In 2021, the feasibility of the digital solution for MHPSS and the training tools across all tiers was successfully tested in ICT. The web portal (www.mhpss.pk) was developed and integrated with a LMS that offered online courses and other training resources. All three mobile applications were also integrated with the centralized MHPSS web portal, enabling real-time synchronization of data into a centralized database. In collaboration with the National Telecommunication Corporation (NTC), the system was also integrated with a fully functional telecom solution.
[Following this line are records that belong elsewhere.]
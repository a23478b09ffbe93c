// SPDX-License-Identifier: AGPL-3.0-or-later
// Copyright (C) 2025 Blackman Artificial Intelligence Technologies Inc.

//! Local SQLite stores
//!
//! - `saved_translations.db`: translations the user chose to keep
//! - `history.db`: every successful translation, plus user preferences

pub mod preferences;
pub mod records;

pub use preferences::PreferencesStore;
pub use records::{HistoryStore, RecordKind, RecordStore, SavedTranslationStore, TranslationRecord};

use crate::config::Settings;
use crate::error::Result;

/// The three stores at their default locations.
pub struct Stores {
    pub saved: SavedTranslationStore,
    pub history: HistoryStore,
    pub preferences: PreferencesStore,
}

impl Stores {
    pub fn open_default() -> Result<Self> {
        Ok(Self {
            saved: RecordStore::open(Settings::saved_db_path(), RecordKind::Saved)?,
            history: RecordStore::open(Settings::history_db_path(), RecordKind::History)?,
            preferences: PreferencesStore::open(Settings::history_db_path())?,
        })
    }

    pub fn open_in_memory() -> Result<Self> {
        Ok(Self {
            saved: RecordStore::open_in_memory(RecordKind::Saved)?,
            history: RecordStore::open_in_memory(RecordKind::History)?,
            preferences: PreferencesStore::open_in_memory()?,
        })
    }
}
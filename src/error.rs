// SPDX-License-Identifier: AGPL-3.0-or-later
// Copyright (C) 2025 Blackman Artificial Intelligence Technologies Inc.

//! Error types for bab
//!
//! Every failure is wrapped once at the backend boundary with the operation,
//! model and path it concerns. Entry points (CLI, REPL, HTTP) map these to
//! exit codes and status codes; nothing in between inspects them.

use std::path::PathBuf;

use thiserror::Error;

/// Main error type for bab operations
#[derive(Error, Debug)]
pub enum BabError {
    /// Model id absent from the registry
    #[error("Unknown model_id: {model_id}. Available models: {available:?}")]
    UnknownModel {
        model_id: String,
        available: Vec<String>,
    },

    /// Gated repository refused the request (HTTP 401/403)
    #[error(
        "Access denied for {repo_id}. This model requires accepting the license on \
         Hugging Face and setting the {token_env} environment variable. \
         Visit: https://huggingface.co/{repo_id}"
    )]
    AccessDenied { repo_id: String, token_env: String },

    /// Any other remote fetch failure
    #[error("Failed to download model {repo_id}: {message}")]
    Download { repo_id: String, message: String },

    /// On-disk files could not be turned into inference handles
    #[error("Failed to load model from {}: {message}", path.display())]
    Load { path: PathBuf, message: String },

    /// Encode, generate or decode failed
    #[error("Translation failed with {model_id}: {message}")]
    Translation { model_id: String, message: String },

    /// Removing the model directory failed
    #[error("Failed to delete model at {}: {message}", path.display())]
    Deletion { path: PathBuf, message: String },

    /// Language code not present in the model's table
    #[error("Unsupported language code for {model_id}: '{code}'")]
    UnsupportedLanguage { model_id: String, code: String },

    /// Model artifacts are not on disk
    #[error("Model '{0}' not downloaded")]
    NotDownloaded(String),

    /// Configuration errors
    #[error("Configuration error: {0}")]
    Config(String),

    /// Invalid input
    #[error("Invalid input: {0}")]
    InvalidInput(String),

    /// Local record store errors
    #[error("Storage error: {0}")]
    Storage(String),

    /// Tokenizer or tensor runtime failures
    #[error("Inference runtime error: {0}")]
    Runtime(String),

    /// IO errors
    #[error("IO error: {0}")]
    Io(#[from] std::io::Error),

    /// JSON serialization errors
    #[error("JSON error: {0}")]
    Json(#[from] serde_json::Error),

    /// SQLite errors
    #[error("Database error: {0}")]
    Sqlite(#[from] rusqlite::Error),
}

impl BabError {
    /// Build an `UnknownModel` error listing the registered ids.
    pub fn unknown_model(model_id: impl Into<String>) -> Self {
        BabError::UnknownModel {
            model_id: model_id.into(),
            available: crate::models::registry::model_ids()
                .map(str::to_string)
                .collect(),
        }
    }

    /// True for both download error kinds.
    pub fn is_download_error(&self) -> bool {
        matches!(
            self,
            BabError::AccessDenied { .. } | BabError::Download { .. }
        )
    }

    /// True for errors caused by the caller's request rather than the system.
    pub fn is_client_error(&self) -> bool {
        matches!(
            self,
            BabError::UnknownModel { .. }
                | BabError::UnsupportedLanguage { .. }
                | BabError::NotDownloaded(_)
                | BabError::InvalidInput(_)
        )
    }
}

/// Result type alias for bab operations
pub type Result<T> = std::result::Result<T, BabError>;

#[cfg(test)]
mod tests {
    use super::*;

    #[test]
    fn test_unknown_model_lists_available_ids() {
        let err = BabError::unknown_model("bogus");
        let msg = err.to_string();
        assert!(msg.contains("Unknown model_id: bogus"));
        assert!(msg.contains("nllb"));
        assert!(msg.contains("translategemma"));
    }

    #[test]
    fn test_access_denied_names_license_url_and_token() {
        let err = BabError::AccessDenied {
            repo_id: "google/translategemma-4b-it".to_string(),
            token_env: "HF_TOKEN".to_string(),
        };
        let msg = err.to_string();
        assert!(msg.contains("Access denied for google/translategemma-4b-it"));
        assert!(msg.contains("https://huggingface.co/google/translategemma-4b-it"));
        assert!(msg.contains("HF_TOKEN"));
        assert!(err.is_download_error());
    }

    #[test]
    fn test_download_error() {
        let err = BabError::Download {
            repo_id: "facebook/nllb-200-distilled-600M".to_string(),
            message: "connection reset".to_string(),
        };
        assert_eq!(
            err.to_string(),
            "Failed to download model facebook/nllb-200-distilled-600M: connection reset"
        );
        assert!(err.is_download_error());
        assert!(!err.is_client_error());
    }

    #[test]
    fn test_load_error_includes_path() {
        let err = BabError::Load {
            path: PathBuf::from("/tmp/models/x"),
            message: "bad header".to_string(),
        };
        assert_eq!(
            err.to_string(),
            "Failed to load model from /tmp/models/x: bad header"
        );
    }

    #[test]
    fn test_translation_error() {
        let err = BabError::Translation {
            model_id: "nllb".to_string(),
            message: "decode failed".to_string(),
        };
        assert!(err.to_string().contains("Translation failed with nllb"));
    }

    #[test]
    fn test_deletion_error() {
        let err = BabError::Deletion {
            path: PathBuf::from("/ro/model"),
            message: "permission denied".to_string(),
        };
        assert!(err.to_string().contains("Failed to delete model at /ro/model"));
    }

    #[test]
    fn test_unsupported_language_is_client_error() {
        let err = BabError::UnsupportedLanguage {
            model_id: "nllb".to_string(),
            code: "xx_Fake".to_string(),
        };
        assert!(err.to_string().contains("'xx_Fake'"));
        assert!(err.is_client_error());
    }

    #[test]
    fn test_not_downloaded() {
        let err = BabError::NotDownloaded("translategemma".to_string());
        assert_eq!(err.to_string(), "Model 'translategemma' not downloaded");
        assert!(err.is_client_error());
    }

    #[test]
    fn test_runtime_error() {
        let err = BabError::Runtime("shape mismatch".to_string());
        assert_eq!(err.to_string(), "Inference runtime error: shape mismatch");
    }

    #[test]
    fn test_from_io() {
        let io_err = std::io::Error::new(std::io::ErrorKind::NotFound, "file not found");
        let err: BabError = io_err.into();
        assert!(err.to_string().contains("IO error"));
    }

    #[test]
    fn test_from_json() {
        let json_err = serde_json::from_str::<serde_json::Value>("{").unwrap_err();
        let err: BabError = json_err.into();
        assert!(err.to_string().starts_with("JSON error"));
    }

    #[test]
    fn test_result_type_alias() {
        fn test_fn() -> Result<i32> {
            Err(BabError::InvalidInput("test".to_string()))
        }

        assert!(test_fn().is_err());
    }
}
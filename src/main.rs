// SPDX-License-Identifier: AGPL-3.0-or-later
// Copyright (C) 2025 Blackman Artificial Intelligence Technologies Inc.

//! bab - local machine translation
//!
//! Entry point for the bab CLI application.

use std::process::ExitCode;
use std::sync::Arc;

use clap::Parser;

use bab::cli::{Cli, Commands};
use bab::config::Settings;
use bab::manager::ModelManager;
use bab::storage::RecordKind;

#[path = "main/cli_commands.rs"]
mod cli_commands;
#[path = "main/interactive.rs"]
mod interactive;

use cli_commands::{
    print_failure, run_delete, run_download, run_languages, run_load_test, run_models,
    run_prefs_command, run_records_command, run_serve, run_status, run_translate, run_verify,
};

#[tokio::main]
async fn main() -> ExitCode {
    let cli = Cli::parse();
    init_tracing(cli.verbose);

    match run(cli).await {
        Ok(true) => ExitCode::SUCCESS,
        Ok(false) => ExitCode::FAILURE,
        Err(e) => {
            print_failure(&format!("{:#}", e));
            ExitCode::FAILURE
        }
    }
}

/// `RUST_LOG` wins; otherwise warn, raised for this crate by `-v`/`-vv`.
fn init_tracing(verbose: u8) {
    let mut env_filter = tracing_subscriber::EnvFilter::from_default_env()
        .add_directive(tracing::Level::WARN.into());

    let crate_level = match verbose {
        0 => None,
        1 => Some("bab=info"),
        _ => Some("bab=debug"),
    };
    if let Some(directive) = crate_level.and_then(|d| d.parse().ok()) {
        env_filter = env_filter.add_directive(directive);
    }

    tracing_subscriber::fmt()
        .with_env_filter(env_filter)
        .with_writer(std::io::stderr)
        .init();
}

/// Dispatch a parsed command line. `Ok(false)` is a reported failure.
async fn run(cli: Cli) -> anyhow::Result<bool> {
    let mut settings = Settings::load()?;
    Settings::ensure_directories()?;
    if let Some(cache_dir) = cli.cache_dir {
        settings.models.cache_dir = Some(cache_dir);
    }

    let manager = Arc::new(ModelManager::from_settings(&settings)?);
    tracing::debug!(
        "Using runtime {} with cache {}",
        manager.runtime_name(),
        manager.cache_dir().display()
    );

    let ok = match cli.command {
        None => interactive::run_interactive(manager).await?,
        Some(Commands::Download { model, force }) => {
            run_download(&manager, model.model.as_deref(), force).await?
        }
        Some(Commands::Verify(model)) => run_verify(&manager, model.model.as_deref())?,
        Some(Commands::Status(model)) => run_status(&manager, model.model.as_deref())?,
        Some(Commands::LoadTest(model)) => run_load_test(&manager, model.model.as_deref()).await?,
        Some(Commands::Delete(model)) => run_delete(&manager, model.model.as_deref()).await?,
        Some(Commands::Languages(model)) => run_languages(&manager, model.model.as_deref())?,
        Some(Commands::Translate(args)) => run_translate(&manager, args).await?,
        Some(Commands::Models) => run_models(&manager)?,
        Some(Commands::Serve(args)) => run_serve(manager, settings, args).await?,
        Some(Commands::Saved { command }) => run_records_command(RecordKind::Saved, command)?,
        Some(Commands::History { command }) => {
            run_records_command(RecordKind::History, command)?
        }
        Some(Commands::Prefs { command }) => run_prefs_command(command)?,
    };
    Ok(ok)
}
// SPDX-License-Identifier: AGPL-3.0-or-later
// Copyright (C) 2025 Blackman Artificial Intelligence Technologies Inc.

//! Shared handler state

use std::sync::{Arc, Mutex, PoisonError};

use crate::error::{BabError, Result};
use crate::manager::ModelManager;
use crate::storage::{PreferencesStore, RecordKind, RecordStore, Stores};

/// Cloned into every handler; all fields are shared.
#[derive(Clone)]
pub struct AppState {
    pub manager: Arc<ModelManager>,
    saved: Arc<Mutex<RecordStore>>,
    history: Arc<Mutex<RecordStore>>,
    preferences: Arc<Mutex<PreferencesStore>>,
}

impl AppState {
    pub fn new(manager: Arc<ModelManager>, stores: Stores) -> Self {
        Self {
            manager,
            saved: Arc::new(Mutex::new(stores.saved)),
            history: Arc::new(Mutex::new(stores.history)),
            preferences: Arc::new(Mutex::new(stores.preferences)),
        }
    }

    /// Run `f` against a record store on the blocking pool.
    pub async fn with_records<T, F>(&self, kind: RecordKind, f: F) -> Result<T>
    where
        F: FnOnce(&RecordStore) -> Result<T> + Send + 'static,
        T: Send + 'static,
    {
        let store = match kind {
            RecordKind::Saved => Arc::clone(&self.saved),
            RecordKind::History => Arc::clone(&self.history),
        };
        run_blocking(store, f).await
    }

    /// Run `f` against the preferences store on the blocking pool.
    pub async fn with_preferences<T, F>(&self, f: F) -> Result<T>
    where
        F: FnOnce(&PreferencesStore) -> Result<T> + Send + 'static,
        T: Send + 'static,
    {
        run_blocking(Arc::clone(&self.preferences), f).await
    }
}

async fn run_blocking<S, T, F>(store: Arc<Mutex<S>>, f: F) -> Result<T>
where
    S: Send + 'static,
    F: FnOnce(&S) -> Result<T> + Send + 'static,
    T: Send + 'static,
{
    tokio::task::spawn_blocking(move || {
        let guard = store.lock().unwrap_or_else(PoisonError::into_inner);
        f(&guard)
    })
    .await
    .map_err(|e| BabError::Storage(format!("storage task failed: {}", e)))?
}
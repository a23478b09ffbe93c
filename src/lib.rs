// SPDX-License-Identifier: AGPL-3.0-or-later
// Copyright (C) 2025 Blackman Artificial Intelligence Technologies Inc.

//! bab - local machine translation with downloadable models.
//!
//! This crate exposes the shared runtime used by:
//! - the `bab` CLI and interactive session (`src/main.rs`)
//! - the JSON HTTP API (`server`)
//!
//! Architecture highlights:
//! - `models`: static model registry, language tables, hub downloader
//! - `runtime`: tokenizer and generator seams, candle implementations
//! - `backend`: per-model lifecycle (download, load, translate, unload, delete)
//! - `manager`: the shared cache directory and one backend per model id
//! - `storage`: saved translations, history and preferences in SQLite

pub mod backend;
pub mod cli;
pub mod config;
pub mod error;
pub mod manager;
pub mod models;
pub mod runtime;
pub mod server;
pub mod storage;

pub use error::{BabError, Result};
pub use manager::{ModelManager, ModelStatus};
// SPDX-License-Identifier: AGPL-3.0-or-later
// Copyright (C) 2025 Blackman Artificial Intelligence Technologies Inc.

//! Candle inference runtime
//!
//! Native encoder-decoder (M2M100/NLLB) and Gemma 3 generators running on
//! CPU, CUDA or Metal.

use std::path::Path;

use candle_core::{DType, Device};

use super::{ChatHandles, HfTokenizer, InferenceRuntime, Seq2SeqHandles};
use crate::config::RuntimeConfig;
use crate::error::{BabError, Result};

mod gemma;
mod m2m100;

pub use gemma::GemmaGenerator;
pub use m2m100::{M2M100Config, M2M100Generator};

type CandleResult<T> = std::result::Result<T, candle_core::Error>;

fn runtime_error(e: candle_core::Error) -> BabError {
    BabError::Runtime(format!("Candle error: {}", e))
}

/// Parse a dtype name from settings.
pub fn parse_dtype(name: &str) -> Result<DType> {
    match name.to_ascii_lowercase().as_str() {
        "f32" | "float32" => Ok(DType::F32),
        "f16" | "float16" => Ok(DType::F16),
        "bf16" | "bfloat16" => Ok(DType::BF16),
        other => Err(BabError::Config(format!(
            "Unsupported runtime dtype '{}' (expected f32, f16 or bf16)",
            other
        ))),
    }
}

fn select_device(use_gpu: bool) -> Result<Device> {
    if !use_gpu {
        return Ok(Device::Cpu);
    }

    #[cfg(feature = "metal")]
    {
        Device::new_metal(0).map_err(runtime_error)
    }

    #[cfg(not(feature = "metal"))]
    {
        Device::cuda_if_available(0).map_err(runtime_error)
    }
}

/// Runtime backed by candle
pub struct CandleRuntime {
    device: Device,
    dtype: DType,
}

impl CandleRuntime {
    pub fn new(config: &RuntimeConfig) -> Result<Self> {
        let dtype = parse_dtype(&config.dtype)?;
        let device = select_device(config.use_gpu)?;
        tracing::debug!("Candle runtime on {:?} with {:?}", device, dtype);
        Ok(Self { device, dtype })
    }

    pub fn device(&self) -> &Device {
        &self.device
    }

    pub fn dtype(&self) -> DType {
        self.dtype
    }
}

impl InferenceRuntime for CandleRuntime {
    fn name(&self) -> &'static str {
        "candle"
    }

    fn load_seq2seq(&self, model_dir: &Path) -> Result<Seq2SeqHandles> {
        let tokenizer = HfTokenizer::from_dir(model_dir)?;
        let model = M2M100Generator::load(model_dir, self.dtype, &self.device)?;
        Ok(Seq2SeqHandles {
            model: Box::new(model),
            tokenizer: Box::new(tokenizer),
        })
    }

    fn load_chat(&self, model_dir: &Path) -> Result<ChatHandles> {
        let tokenizer = HfTokenizer::from_dir(model_dir)?;
        let model = GemmaGenerator::load(model_dir, &tokenizer, self.dtype, &self.device)?;
        Ok(ChatHandles {
            model: Box::new(model),
            tokenizer: Box::new(tokenizer),
        })
    }
}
For the community intervention at Tier 1, and as part of the recruitment process, stakeholder mapping matrix of public and private organizations was conducted. Later, in collaboration with MoNHSRC (including the DHO), Federal Directorate of Education, Directorate of Special Education, Islamabad Capital Territory administration, academic institution (NUST), Saving 9, and relevant NGOs (Rozan, Down syndrome club, Pehli Kiran Schools), 758 CMHWs were registered in Hamdard Force. During the testing period of three weeks, a directory of frontline workers was prepared (2100 nominations), and bulk SMS invitations with the link for registration were sent. Out of which, a total of 758 participants registered as Hamdard Force Given the limited time available for model testing, only 40% completed the online courses. During the two-week of testing training resources, 17 participants submitted 30 cases through the app, and requested supervision for 20 of these cases.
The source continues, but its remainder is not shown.